Este enfoque llega en un contexto de alta tensión bilateral. En los últimos meses, México ha entregado a decenas de objetivos de alto valor y colaborado en operaciones que derivaron en la neutralización de figuras como Nemesio Oseguera Cervantes, “El Mencho”. Sin embargo, Washington exige mayor velocidad y profundidad, especialmente ante la persistencia del fentanilo y la influencia de facciones como los Chapitos del Cártel de Sinaloa. Las recientes acusaciones estadounidenses contra funcionarios mexicanos, incluido el caso del gobernador de Sinaloa, Rubén Rocha Moya, ilustran la disposición de EE.UU. a elevar la presión.
Fuentes diplomáticas mexicanas consultadas indican que el gobierno de la presidenta Claudia Sheinbaum mantiene la disposición a la cooperación “en igualdad de condiciones y respeto a la soberanía”, pero rechaza cualquier esquema de subordinación. “La colaboración sí, la subordinación no”, ha sido el tono reiterado en círculos oficiales.
Expertos en seguridad advierten que este condicionamiento podría generar fricciones, pero también representa una oportunidad para acelerar la desarticulación de redes criminales que han desbordado la capacidad de respuesta del Estado mexicano. La Estrategia Nacional de Seguridad mexicana ha reportado reducciones en homicidios y decomisos significativos, pero Washington exige resultados más visibles contra la cúpula delictiva y sus protectores.
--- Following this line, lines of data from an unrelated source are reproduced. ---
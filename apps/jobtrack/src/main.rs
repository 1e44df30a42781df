use std::net::SocketAddr;
use std::sync::Arc;

use anyhow::Result;
use tower_http::{cors::CorsLayer, trace::TraceLayer};
use tracing::{info, warn};
use tracing_subscriber::{layer::SubscriberExt, util::SubscriberInitExt, EnvFilter};

use jobtrack::auth::GoTrueAuth;
use jobtrack::config::Config;
use jobtrack::notify;
use jobtrack::remote::RestRemote;
use jobtrack::routes::build_router;
use jobtrack::state::{AppState, Tracker};

#[tokio::main]
async fn main() -> Result<()> {
    // Load configuration first (fails on missing required env vars)
    let config = Config::from_env()?;

    // Initialize structured logging
    tracing_subscriber::registry()
        .with(EnvFilter::try_from_default_env().unwrap_or_else(|_| {
            EnvFilter::new(format!("{}={}", env!("CARGO_PKG_NAME"), &config.rust_log))
        }))
        .with(tracing_subscriber::fmt::layer())
        .init();

    info!("Starting jobtrack v{}", env!("CARGO_PKG_VERSION"));

    let remote = Arc::new(RestRemote::new(&config.api_url, &config.anon_key));
    let auth = Arc::new(GoTrueAuth::new(&config.api_url, &config.anon_key));
    info!("Remote service at {}", config.api_url);

    let (notifier, notifications) = notify::channel(config.toast_durations);
    let tracker = Tracker::new(remote, auth, notifier);

    // Sessions are held in memory only, so a fresh process starts signed out.
    if let Err(e) = tracker.auth.initialize().await {
        warn!("Session restore failed: {e}");
    }

    let state = AppState::new(tracker, notifications);

    let app = build_router(state)
        .layer(TraceLayer::new_for_http())
        .layer(CorsLayer::permissive());

    let addr: SocketAddr = format!("0.0.0.0:{}", config.port).parse()?;
    info!("Listening on {addr}");

    let listener = tokio::net::TcpListener::bind(addr).await?;
    axum::serve(listener, app).await?;

    Ok(())
}
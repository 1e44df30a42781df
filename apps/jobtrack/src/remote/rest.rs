use async_trait::async_trait;
use reqwest::{Client, Method, RequestBuilder, Response};
use serde_json::Value;
use tracing::{debug, warn};

use crate::query::{Filter, Query};
use crate::remote::{ApiErrorBody, RemoteError, RemoteService};

const REST_PATH: &str = "/rest/v1";
const RETURN_REPRESENTATION: &str = "return=representation";
const UPSERT_PREFERENCE: &str = "resolution=merge-duplicates,return=representation";

/// PostgREST-style client for the hosted data service.
///
/// One attempt per call: no retries, no timeout beyond the transport's own.
#[derive(Clone)]
pub struct RestRemote {
    client: Client,
    base_url: String,
    anon_key: String,
}

impl RestRemote {
    pub fn new(base_url: impl Into<String>, anon_key: impl Into<String>) -> Self {
        Self {
            client: Client::new(),
            base_url: base_url.into().trim_end_matches('/').to_string(),
            anon_key: anon_key.into(),
        }
    }

    fn request(&self, method: Method, table: &str, access_token: &str) -> RequestBuilder {
        debug!("{method} {REST_PATH}/{table}");
        self.client
            .request(method, format!("{}{REST_PATH}/{table}", self.base_url))
            .header("apikey", &self.anon_key)
            .bearer_auth(access_token)
    }

    async fn rows(response: Response) -> Result<Vec<Value>, RemoteError> {
        let status = response.status();
        let body = response.text().await?;

        if !status.is_success() {
            warn!("Data service returned {}: {}", status, body);
            let fallback = if body.is_empty() {
                status.to_string()
            } else {
                body.clone()
            };
            return Err(match serde_json::from_str::<ApiErrorBody>(&body) {
                Ok(parsed) => parsed.into_error(status.as_u16(), fallback),
                Err(_) => RemoteError::api(status.as_u16(), None, fallback),
            });
        }

        if body.trim().is_empty() {
            return Ok(Vec::new());
        }

        match serde_json::from_str::<Value>(&body)? {
            Value::Array(rows) => Ok(rows),
            Value::Null => Ok(Vec::new()),
            row => Ok(vec![row]),
        }
    }
}

fn filter_params(filters: &[Filter]) -> Vec<(String, String)> {
    filters.iter().map(Filter::to_param).collect()
}

#[async_trait]
impl RemoteService for RestRemote {
    async fn select(
        &self,
        table: &str,
        query: &Query,
        access_token: &str,
    ) -> Result<Vec<Value>, RemoteError> {
        let response = self
            .request(Method::GET, table, access_token)
            .query(&query.to_params())
            .send()
            .await?;
        Self::rows(response).await
    }

    async fn insert(
        &self,
        table: &str,
        rows: Vec<Value>,
        access_token: &str,
    ) -> Result<Vec<Value>, RemoteError> {
        let response = self
            .request(Method::POST, table, access_token)
            .header("Prefer", RETURN_REPRESENTATION)
            .json(&rows)
            .send()
            .await?;
        Self::rows(response).await
    }

    async fn update(
        &self,
        table: &str,
        filters: &[Filter],
        patch: Value,
        access_token: &str,
    ) -> Result<Vec<Value>, RemoteError> {
        let response = self
            .request(Method::PATCH, table, access_token)
            .header("Prefer", RETURN_REPRESENTATION)
            .query(&filter_params(filters))
            .json(&patch)
            .send()
            .await?;
        Self::rows(response).await
    }

    async fn upsert(
        &self,
        table: &str,
        rows: Vec<Value>,
        on_conflict: &[&str],
        access_token: &str,
    ) -> Result<Vec<Value>, RemoteError> {
        let response = self
            .request(Method::POST, table, access_token)
            .header("Prefer", UPSERT_PREFERENCE)
            .query(&[("on_conflict", on_conflict.join(","))])
            .json(&rows)
            .send()
            .await?;
        Self::rows(response).await
    }

    async fn delete(
        &self,
        table: &str,
        filters: &[Filter],
        access_token: &str,
    ) -> Result<Vec<Value>, RemoteError> {
        let response = self
            .request(Method::DELETE, table, access_token)
            .header("Prefer", RETURN_REPRESENTATION)
            .query(&filter_params(filters))
            .send()
            .await?;
        Self::rows(response).await
    }
}
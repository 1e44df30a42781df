//! Validated query value object for reads against the remote data service.
//!
//! A [`Query`] is built once through [`QueryBuilder::build`], which rejects bad
//! identifiers and contradictory pagination, and then rendered to PostgREST
//! query parameters by [`Query::to_params`].

use std::fmt;

use thiserror::Error;
use uuid::Uuid;

#[derive(Debug, Error, PartialEq)]
pub enum QueryError {
    #[error("invalid column identifier '{0}'")]
    InvalidColumn(String),

    #[error("limit must be greater than zero")]
    ZeroLimit,

    #[error("invalid range {from}..={to}")]
    InvalidRange { from: u32, to: u32 },

    #[error("range {from}..={to} spans more rows than a limit can hold")]
    RangeTooLarge { from: u32, to: u32 },

    #[error("limit and range cannot both be set")]
    LimitAndRange,

    #[error("'in' filter on '{0}' needs at least one value")]
    EmptyInList(String),
}

#[derive(Debug, Clone, PartialEq)]
pub enum FilterValue {
    Text(String),
    Int(i64),
    Float(f64),
    Bool(bool),
    Null,
    List(Vec<FilterValue>),
}

impl fmt::Display for FilterValue {
    fn fmt(&self, f: &mut fmt::Formatter<'_>) -> fmt::Result {
        match self {
            FilterValue::Text(s) => f.write_str(s),
            FilterValue::Int(i) => write!(f, "{i}"),
            FilterValue::Float(x) => write!(f, "{x}"),
            FilterValue::Bool(b) => write!(f, "{b}"),
            FilterValue::Null => f.write_str("null"),
            FilterValue::List(items) => {
                let rendered: Vec<String> = items.iter().map(quote_list_item).collect();
                write!(f, "({})", rendered.join(","))
            }
        }
    }
}

/// Items inside `in.(...)` must be quoted when they contain reserved characters.
fn quote_list_item(value: &FilterValue) -> String {
    let raw = value.to_string();
    if raw.contains(&[',', '(', ')', '"', ' '][..]) {
        format!("\"{}\"", raw.replace('"', "\\\""))
    } else {
        raw
    }
}

impl From<&str> for FilterValue {
    fn from(v: &str) -> Self {
        FilterValue::Text(v.to_string())
    }
}

impl From<String> for FilterValue {
    fn from(v: String) -> Self {
        FilterValue::Text(v)
    }
}

impl From<Uuid> for FilterValue {
    fn from(v: Uuid) -> Self {
        FilterValue::Text(v.to_string())
    }
}

impl From<i64> for FilterValue {
    fn from(v: i64) -> Self {
        FilterValue::Int(v)
    }
}

impl From<i32> for FilterValue {
    fn from(v: i32) -> Self {
        FilterValue::Int(v.into())
    }
}

impl From<f64> for FilterValue {
    fn from(v: f64) -> Self {
        FilterValue::Float(v)
    }
}

impl From<bool> for FilterValue {
    fn from(v: bool) -> Self {
        FilterValue::Bool(v)
    }
}

#[derive(Debug, Clone, Copy, PartialEq, Eq)]
pub enum FilterOp {
    Eq,
    Neq,
    Gt,
    Gte,
    Lt,
    Lte,
    Like,
    ILike,
    Is,
    In,
}

impl FilterOp {
    pub fn as_str(&self) -> &'static str {
        match self {
            FilterOp::Eq => "eq",
            FilterOp::Neq => "neq",
            FilterOp::Gt => "gt",
            FilterOp::Gte => "gte",
            FilterOp::Lt => "lt",
            FilterOp::Lte => "lte",
            FilterOp::Like => "like",
            FilterOp::ILike => "ilike",
            FilterOp::Is => "is",
            FilterOp::In => "in",
        }
    }
}

#[derive(Debug, Clone, PartialEq)]
pub struct Filter {
    pub column: String,
    pub op: FilterOp,
    pub value: FilterValue,
}

impl Filter {
    fn new(column: &str, op: FilterOp, value: FilterValue) -> Self {
        Self {
            column: column.to_string(),
            op,
            value,
        }
    }

    pub fn eq(column: &str, value: impl Into<FilterValue>) -> Self {
        Self::new(column, FilterOp::Eq, value.into())
    }

    pub fn neq(column: &str, value: impl Into<FilterValue>) -> Self {
        Self::new(column, FilterOp::Neq, value.into())
    }

    pub fn gt(column: &str, value: impl Into<FilterValue>) -> Self {
        Self::new(column, FilterOp::Gt, value.into())
    }

    pub fn gte(column: &str, value: impl Into<FilterValue>) -> Self {
        Self::new(column, FilterOp::Gte, value.into())
    }

    pub fn lt(column: &str, value: impl Into<FilterValue>) -> Self {
        Self::new(column, FilterOp::Lt, value.into())
    }

    pub fn lte(column: &str, value: impl Into<FilterValue>) -> Self {
        Self::new(column, FilterOp::Lte, value.into())
    }

    pub fn like(column: &str, pattern: &str) -> Self {
        Self::new(column, FilterOp::Like, pattern.into())
    }

    pub fn ilike(column: &str, pattern: &str) -> Self {
        Self::new(column, FilterOp::ILike, pattern.into())
    }

    pub fn is_null(column: &str) -> Self {
        Self::new(column, FilterOp::Is, FilterValue::Null)
    }

    pub fn in_list<V: Into<FilterValue>>(column: &str, values: impl IntoIterator<Item = V>) -> Self {
        Self::new(
            column,
            FilterOp::In,
            FilterValue::List(values.into_iter().map(Into::into).collect()),
        )
    }

    /// Renders as a `(column, "op.value")` query pair.
    pub fn to_param(&self) -> (String, String) {
        (self.column.clone(), format!("{}.{}", self.op.as_str(), self.value))
    }
}

#[derive(Debug, Clone, Copy, PartialEq, Eq)]
pub enum Direction {
    Asc,
    Desc,
}

#[derive(Debug, Clone, PartialEq)]
pub struct Order {
    pub column: String,
    pub direction: Direction,
}

impl Order {
    fn render(&self) -> String {
        let dir = match self.direction {
            Direction::Asc => "asc",
            Direction::Desc => "desc",
        };
        format!("{}.{dir}", self.column)
    }
}

#[derive(Debug, Clone, PartialEq)]
pub struct Query {
    columns: Vec<String>,
    filters: Vec<Filter>,
    order: Vec<Order>,
    limit: Option<u32>,
    offset: Option<u32>,
    scoped: bool,
}

impl Default for Query {
    /// `select=*`, scoped to the signed-in user.
    fn default() -> Self {
        Self {
            columns: Vec::new(),
            filters: Vec::new(),
            order: Vec::new(),
            limit: None,
            offset: None,
            scoped: true,
        }
    }
}

impl Query {
    pub fn builder() -> QueryBuilder {
        QueryBuilder::default()
    }

    pub fn filters(&self) -> &[Filter] {
        &self.filters
    }

    pub fn order(&self) -> &[Order] {
        &self.order
    }

    pub fn limit(&self) -> Option<u32> {
        self.limit
    }

    pub fn offset(&self) -> Option<u32> {
        self.offset
    }

    pub fn is_scoped(&self) -> bool {
        self.scoped
    }

    /// Adds a filter to an already-validated query. Only used with
    /// identifiers owned by the crate, such as `user_id`.
    pub(crate) fn and(mut self, filter: Filter) -> Self {
        self.filters.push(filter);
        self
    }

    /// Default ordering applied when the caller did not pick one.
    pub(crate) fn or_order_by(mut self, column: &str, direction: Direction) -> Self {
        if self.order.is_empty() {
            self.order.push(Order {
                column: column.to_string(),
                direction,
            });
        }
        self
    }

    pub fn select_clause(&self) -> String {
        if self.columns.is_empty() {
            "*".to_string()
        } else {
            self.columns.join(",")
        }
    }

    pub fn to_params(&self) -> Vec<(String, String)> {
        let mut params = vec![("select".to_string(), self.select_clause())];
        params.extend(self.filters.iter().map(Filter::to_param));
        if !self.order.is_empty() {
            let order: Vec<String> = self.order.iter().map(Order::render).collect();
            params.push(("order".to_string(), order.join(",")));
        }
        if let Some(limit) = self.limit {
            params.push(("limit".to_string(), limit.to_string()));
        }
        if let Some(offset) = self.offset {
            params.push(("offset".to_string(), offset.to_string()));
        }
        params
    }
}

#[derive(Debug, Default)]
pub struct QueryBuilder {
    columns: Vec<String>,
    filters: Vec<Filter>,
    order: Vec<Order>,
    limit: Option<u32>,
    range: Option<(u32, u32)>,
    unscoped: bool,
}

impl QueryBuilder {
    pub fn columns<I, S>(mut self, columns: I) -> Self
    where
        I: IntoIterator<Item = S>,
        S: Into<String>,
    {
        self.columns.extend(columns.into_iter().map(Into::into));
        self
    }

    pub fn filter(mut self, filter: Filter) -> Self {
        self.filters.push(filter);
        self
    }

    pub fn order_by(mut self, column: &str, direction: Direction) -> Self {
        self.order.push(Order {
            column: column.to_string(),
            direction,
        });
        self
    }

    pub fn limit(mut self, limit: u32) -> Self {
        self.limit = Some(limit);
        self
    }

    /// Inclusive row range, zero-based.
    pub fn range(mut self, from: u32, to: u32) -> Self {
        self.range = Some((from, to));
        self
    }

    /// Skips the automatic `user_id` filter.
    pub fn unscoped(mut self) -> Self {
        self.unscoped = true;
        self
    }

    pub fn build(self) -> Result<Query, QueryError> {
        for column in &self.columns {
            if column != "*" && !is_identifier(column) {
                return Err(QueryError::InvalidColumn(column.clone()));
            }
        }
        for filter in &self.filters {
            if !is_identifier(&filter.column) {
                return Err(QueryError::InvalidColumn(filter.column.clone()));
            }
            if let FilterValue::List(items) = &filter.value {
                if items.is_empty() {
                    return Err(QueryError::EmptyInList(filter.column.clone()));
                }
            }
        }
        for order in &self.order {
            if !is_identifier(&order.column) {
                return Err(QueryError::InvalidColumn(order.column.clone()));
            }
        }

        let (limit, offset) = match (self.limit, self.range) {
            (Some(_), Some(_)) => return Err(QueryError::LimitAndRange),
            (Some(0), None) => return Err(QueryError::ZeroLimit),
            (Some(limit), None) => (Some(limit), None),
            (None, Some((from, to))) if from > to => {
                return Err(QueryError::InvalidRange { from, to })
            }
            (None, Some((from, to))) => {
                let limit = (to - from)
                    .checked_add(1)
                    .ok_or(QueryError::RangeTooLarge { from, to })?;
                (Some(limit), Some(from))
            }
            (None, None) => (None, None),
        };

        Ok(Query {
            columns: self.columns,
            filters: self.filters,
            order: self.order,
            limit,
            offset,
            scoped: !self.unscoped,
        })
    }
}

fn is_identifier(s: &str) -> bool {
    let mut chars = s.chars();
    match chars.next() {
        Some(c) if c.is_ascii_alphabetic() || c == '_' => {}
        _ => return false,
    }
    chars.all(|c| c.is_ascii_alphanumeric() || c == '_')
}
La National Drug Control Strategy 2026 marca un giro hacia una política de “victoria” en lugar de “gestión” del problema. Para México, el mensaje es claro: la profundidad de la relación de seguridad con su principal socio comercial y vecino dependerá, en buena medida, de los golpes asestados al crimen organizado en los próximos meses.
El reloj, según fuentes en Washington, ya está en marcha.